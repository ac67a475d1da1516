//! Token-stream scanners
//!
//! The recognizers that walk the bundle's token stream and pick out the two
//! datasets: knob-set declarations ([`knob_sets`]) and dispatch-case
//! identifier associations ([`identifiers`]). They share one policy: every
//! pattern mismatch abandons the current candidate and resumes searching.
//! Nothing in here is an error path.

pub mod fields;
pub mod identifiers;
pub mod knob_sets;
pub mod records;

pub use fields::read_field;
pub use identifiers::scan_identifiers;
pub use knob_sets::scan_knob_sets;
pub use records::{read_record, read_record_fields, RecordOutcome};
//! Lexical layer: token definitions, the forward-only stream, and
//! string-literal unquoting.
//!
//! The scanners in [`crate::scanner`] consume this layer through exactly two
//! primitives: [`TokenStream::scan`] (raw, every token) and
//! [`TokenStream::next_literal`] (literal-bearing tokens only).

pub mod literal;
pub mod stream;
pub mod tokens;

pub use literal::{unquote, Unquote};
pub use stream::{Scanned, TokenStream};
pub use tokens::Token;
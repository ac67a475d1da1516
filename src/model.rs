//! Data model for extracted knob metadata
//!
//! All entities are built during one forward pass over the token streams and
//! are immutable afterwards. Serialization mirrors the established output
//! format: optional record fields are omitted entirely when absent, and an
//! empty field list is omitted from its knob.

use serde::Serialize;

/// One `case`-arm association: a string identifier and the knob-set name
/// that governs it. Many identifiers may reference the same knob-set name.
#[derive(Debug, Clone, PartialEq, Eq, Serialize)]
pub struct Identifier {
    pub knob_set_name: String,
    pub id: String,
}

/// One field inside a knob set.
///
/// `domain` is always present. For opaque function-valued fields,
/// `dict_type` holds the marker `"function"` and `key`/`default_value` are
/// always absent. `default_value` keeps the raw literal text, quotes and all.
#[derive(Debug, Clone, Default, PartialEq, Eq, Serialize)]
pub struct KnobRecord {
    pub domain: String,
    #[serde(skip_serializing_if = "Option::is_none")]
    pub dict_type: Option<String>,
    #[serde(skip_serializing_if = "Option::is_none")]
    pub key: Option<String>,
    #[serde(skip_serializing_if = "Option::is_none")]
    pub default_value: Option<String>,
}

/// One knob-set declaration.
///
/// `records` preserves declaration order and keeps duplicate domains; a knob
/// with zero records is valid. `identifiers` is filled by the join, and under
/// its semantics every emitted knob carries exactly one identifier.
#[derive(Debug, Clone, Default, PartialEq, Eq, Serialize)]
pub struct Knob {
    pub identifiers: Vec<String>,
    #[serde(rename = "knob_name")]
    pub name: String,
    #[serde(rename = "knob_fields", skip_serializing_if = "Vec::is_empty")]
    pub records: Vec<KnobRecord>,
}

#[cfg(test)]
mod tests {
    use super::*;

    #[test]
    fn test_record_serializes_only_present_fields() {
        let record = KnobRecord {
            domain: "color".to_string(),
            dict_type: Some("String".to_string()),
            key: None,
            default_value: None,
        };
        let json = serde_json::to_string(&record).unwrap();
        assert_eq!(json, r#"{"domain":"color","dict_type":"String"}"#);
    }

    #[test]
    fn test_function_record_shape() {
        let record = KnobRecord {
            domain: "didLoad".to_string(),
            dict_type: Some("function".to_string()),
            ..KnobRecord::default()
        };
        assert_eq!(record.key, None);
        assert_eq!(record.default_value, None);
        let json = serde_json::to_string(&record).unwrap();
        assert_eq!(json, r#"{"domain":"didLoad","dict_type":"function"}"#);
    }

    #[test]
    fn test_knob_with_no_records_omits_fields_array() {
        let knob = Knob {
            identifiers: vec!["c1".to_string()],
            name: "XKnobSet".to_string(),
            records: vec![],
        };
        let json = serde_json::to_string(&knob).unwrap();
        assert_eq!(json, r#"{"identifiers":["c1"],"knob_name":"XKnobSet"}"#);
    }

    #[test]
    fn test_full_knob_serialization() {
        let knob = Knob {
            identifiers: vec!["c1".to_string()],
            name: "XKnobSet".to_string(),
            records: vec![KnobRecord {
                domain: "color".to_string(),
                dict_type: Some("String".to_string()),
                key: Some("color".to_string()),
                default_value: Some("\"red\"".to_string()),
            }],
        };
        let json = serde_json::to_string(&knob).unwrap();
        assert_eq!(
            json,
            r#"{"identifiers":["c1"],"knob_name":"XKnobSet","knob_fields":[{"domain":"color","dict_type":"String","key":"color","default_value":"\"red\""}]}"#
        );
    }
}
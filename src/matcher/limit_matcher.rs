use tracing::trace;

use crate::context::{MetadataCatalog, SessionContext};
use crate::matcher::{AliasBindings, MatchError, MatchOutcome, Matcher};
use crate::plan::{PlanCost, PlanNode, PlanNodeKind};

/// Matches a plain row-count cap with no ordering guarantee.
#[derive(Debug, Clone, Copy, PartialEq, Eq)]
pub struct LimitMatcher {
    row_cap: u64,
}

impl LimitMatcher {
    pub fn new(row_cap: u64) -> Self {
        Self { row_cap }
    }
}

impl Matcher for LimitMatcher {
    fn shape_matches(&self, node: &PlanNode) -> bool {
        node.kind() == PlanNodeKind::Limit
    }

    fn detail_matches(
        &self,
        node: &PlanNode,
        _cost: &PlanCost,
        _session: &SessionContext,
        _catalog: &MetadataCatalog,
        _bindings: &AliasBindings,
    ) -> Result<MatchOutcome, MatchError> {
        let actual_cap = match node {
            PlanNode::Limit { row_cap, .. } => *row_cap,
            _ => {
                return MatchError::ContractViolation {
                    matcher: "LimitMatcher".into(),
                    node_kind: node.kind(),
                }
                .err();
            }
        };

        if actual_cap != self.row_cap {
            trace!(expected = self.row_cap, actual = actual_cap, "row cap mismatch");
            return Ok(MatchOutcome::NoMatch);
        }
        Ok(MatchOutcome::matched())
    }

    fn describe(&self) -> String {
        format!("Limit(row_cap={})", self.row_cap)
    }
}

#[cfg(test)]
mod tests {
    use super::*;
    use crate::plan::ColumnId;

    fn limit_node(row_cap: u64) -> PlanNode {
        PlanNode::Limit {
            input: Box::new(PlanNode::Scan {
                table: "t".into(),
                outputs: vec![ColumnId::new("col_1")],
            }),
            row_cap,
        }
    }

    fn detail(matcher: &LimitMatcher, node: &PlanNode) -> Result<MatchOutcome, MatchError> {
        matcher.detail_matches(
            node,
            &PlanCost::unknown(),
            &SessionContext::new(),
            &MetadataCatalog::new(),
            &AliasBindings::new(),
        )
    }

    #[test]
    pub fn test_shape_only_accepts_limit_nodes() {
        let matcher = LimitMatcher::new(5);
        assert!(matcher.shape_matches(&limit_node(99)));
        assert!(!matcher.shape_matches(&PlanNode::Scan { table: "t".into(), outputs: vec![] }));
    }

    #[test]
    pub fn test_matching_cap_succeeds() {
        let matcher = LimitMatcher::new(5);
        let outcome = detail(&matcher, &limit_node(5)).expect("no fatal error");
        assert!(outcome.is_match());
    }

    #[test]
    pub fn test_cap_mismatch_is_no_match() {
        let matcher = LimitMatcher::new(5);
        let outcome = detail(&matcher, &limit_node(6)).expect("no fatal error");
        assert_eq!(outcome, MatchOutcome::NoMatch);
    }

    #[test]
    pub fn test_detail_on_wrong_kind_is_a_contract_violation() {
        let matcher = LimitMatcher::new(5);
        let node = PlanNode::Scan { table: "t".into(), outputs: vec![] };
        let err = detail(&matcher, &node).expect_err("contract violation");
        assert_eq!(
            err,
            MatchError::ContractViolation {
                matcher: "LimitMatcher".into(),
                node_kind: PlanNodeKind::Scan,
            },
        );
    }

    #[test]
    pub fn test_describe() {
        assert_eq!(LimitMatcher::new(5).describe(), "Limit(row_cap=5)");
    }
}
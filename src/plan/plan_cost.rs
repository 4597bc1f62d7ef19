use std::fmt;

use ordered_float::OrderedFloat;

/// Cost estimate attached to a plan node by the planner under test.
///
/// Matchers receive it read-only through the detail-match contract; the
/// matchers in this crate pass it through untouched. `OrderedFloat` keeps
/// estimates equality-comparable for matchers that do inspect them.
#[derive(Clone, Copy, Debug, Default, PartialEq, Eq)]
pub struct PlanCost {
    pub output_rows: Option<OrderedFloat<f64>>,
    pub output_bytes: Option<OrderedFloat<f64>>,
}

impl PlanCost {
    pub fn unknown() -> Self {
        Self::default()
    }

    pub fn with_rows(rows: f64) -> Self {
        Self { output_rows: Some(OrderedFloat(rows)), output_bytes: None }
    }

    pub fn is_unknown(&self) -> bool {
        self.output_rows.is_none() && self.output_bytes.is_none()
    }
}

impl fmt::Display for PlanCost {
    fn fmt(&self, f: &mut fmt::Formatter<'_>) -> fmt::Result {
        match (self.output_rows, self.output_bytes) {
            (None, None) => write!(f, "cost: unknown"),
            (rows, bytes) => write!(
                f,
                "cost: rows={}, bytes={}",
                rows.map_or("?".to_string(), |v| v.to_string()),
                bytes.map_or("?".to_string(), |v| v.to_string()),
            ),
        }
    }
}
use indexmap::IndexMap;

/// Read-only table dictionary handed to every detail match.
///
/// Mirrors the planner's catalog view: table name to declared column names.
/// Passed through the matcher contract untouched for variants that need to
/// consult schema information.
#[derive(Debug, Clone, Default)]
pub struct MetadataCatalog {
    tables: IndexMap<String, Vec<String>>,
}

impl MetadataCatalog {
    pub fn new() -> Self {
        Self::default()
    }

    pub fn register_table(&mut self, name: impl Into<String>, columns: Vec<String>) {
        self.tables.insert(name.into(), columns);
    }

    pub fn table_columns(&self, name: &str) -> Option<&[String]> {
        self.tables.get(name).map(|columns| columns.as_slice())
    }

    pub fn contains_table(&self, name: &str) -> bool {
        self.tables.contains_key(name)
    }
}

## TASK DIRECTIONS
Give back precisely the lines above that start at the line containing "the knob-set name" and end at the line containing "is always present.", inclusive. No other lines belong in the output.

## EXERCISE RESPONSE
/// One `case`-arm association: a string identifier and the knob-set name
/// that governs it. Many identifiers may reference the same knob-set name.
#[derive(Debug, Clone, PartialEq, Eq, Serialize)]
pub struct Identifier {
    pub knob_set_name: String,
    pub id: String,
}

/// One field inside a knob set.
///
/// `domain` is always present. For opaque function-valued fields,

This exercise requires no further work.